*REQUIRED ACTION*
Quote the data below in full, please, without altering anything.
Segment Open
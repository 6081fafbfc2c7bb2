use super::app_config::LogLevel;
use clap::Parser;
use std::path::PathBuf;

#[derive(Debug, Parser)]
#[command(
    name = "smartnotes",
    version,
    about = "A small terminal note manager with tags",
    long_about = None
)]
/// Command line arguments.
pub struct CliArgs {
    /// Configuration file path.
    #[arg(short, long, value_name = "PATH")]
    pub config: Option<PathBuf>,

    /// Notes file path.
    #[arg(short, long, value_name = "PATH")]
    pub notes_file: Option<PathBuf>,

    /// Log file path.
    #[arg(long, value_name = "PATH")]
    pub log_path: Option<PathBuf>,

    /// Log verbosity level.
    #[arg(long, value_enum)]
    pub log_level: Option<LogLevel>,

    /// Do not write the example note on first run.
    #[arg(long)]
    pub no_seed: bool,

    /// Accent color (name or hex code).
    #[arg(long)]
    pub accent_color: Option<String>,
}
Segment Closed
*ANSWER SECTION*
repository 6081fafbfc2c7bb2
use super::app_config::LogLevel;
use clap::Parser;
use std::path::PathBuf;

#[derive(Debug, Parser)]
#[command(
    name = "smartnotes",
    version,
    about = "A small terminal note manager with tags",
    long_about = None
)]
/// Command line arguments.
pub struct CliArgs {
    /// Configuration file path.
    #[arg(short, long, value_name = "PATH")]
    pub config: Option<PathBuf>,

    /// Notes file path.
    #[arg(short, long, value_name = "PATH")]
    pub notes_file: Option<PathBuf>,

    /// Log file path.
    #[arg(long, value_name = "PATH")]
    pub log_path: Option<PathBuf>,

    /// Log verbosity level.
    #[arg(long, value_enum)]
    pub log_level: Option<LogLevel>,

    /// Do not write the example note on first run.
    #[arg(long)]
    pub no_seed: bool,

    /// Accent color (name or hex code).
    #[arg(long)]
    pub accent_color: Option<String>,
}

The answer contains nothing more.